_Input records:_
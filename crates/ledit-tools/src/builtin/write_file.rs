// Copyright (c) 2024-2026 Martin Schröder <info@swedishembedded.com>
//
// SPDX-License-Identifier: MIT
use anyhow::Context;
use async_trait::async_trait;
use serde_json::{json, Value};

use crate::tool::Tool;

pub struct WriteFileTool;

#[async_trait]
impl Tool for WriteFileTool {
    fn name(&self) -> &str {
        "write_file"
    }

    fn description(&self) -> &str {
        "Create or overwrite a file with the given content. \
         Parent directories are created as needed."
    }

    fn parameters_schema(&self) -> Value {
        json!({
            "type": "object",
            "properties": {
                "file_path": { "type": "string" },
                "content": { "type": "string" }
            },
            "required": ["file_path", "content"],
            "additionalProperties": false
        })
    }

    fn required_permissions(&self) -> &[&str] {
        &["fs.write"]
    }

    async fn execute(&self, args: &Value) -> anyhow::Result<String> {
        let path = args["file_path"]
            .as_str()
            .context("missing required parameter 'file_path'")?;
        let content = args["content"]
            .as_str()
            .context("missing required parameter 'content'")?;

        if let Some(parent) = std::path::Path::new(path).parent() {
            if !parent.as_os_str().is_empty() {
                tokio::fs::create_dir_all(parent)
                    .await
                    .with_context(|| format!("cannot create directory {}", parent.display()))?;
            }
        }
        tokio::fs::write(path, content)
            .await
            .with_context(|| format!("cannot write {path}"))?;
        Ok(format!("Wrote {} bytes to {path}", content.len()))
    }
}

_Your goal:_
The lines holding the word "anyhow" are the answer. Find them in the entries and copy them.

_Solution for this problem:_
use anyhow::Context;
    async fn execute(&self, args: &Value) -> anyhow::Result<String> {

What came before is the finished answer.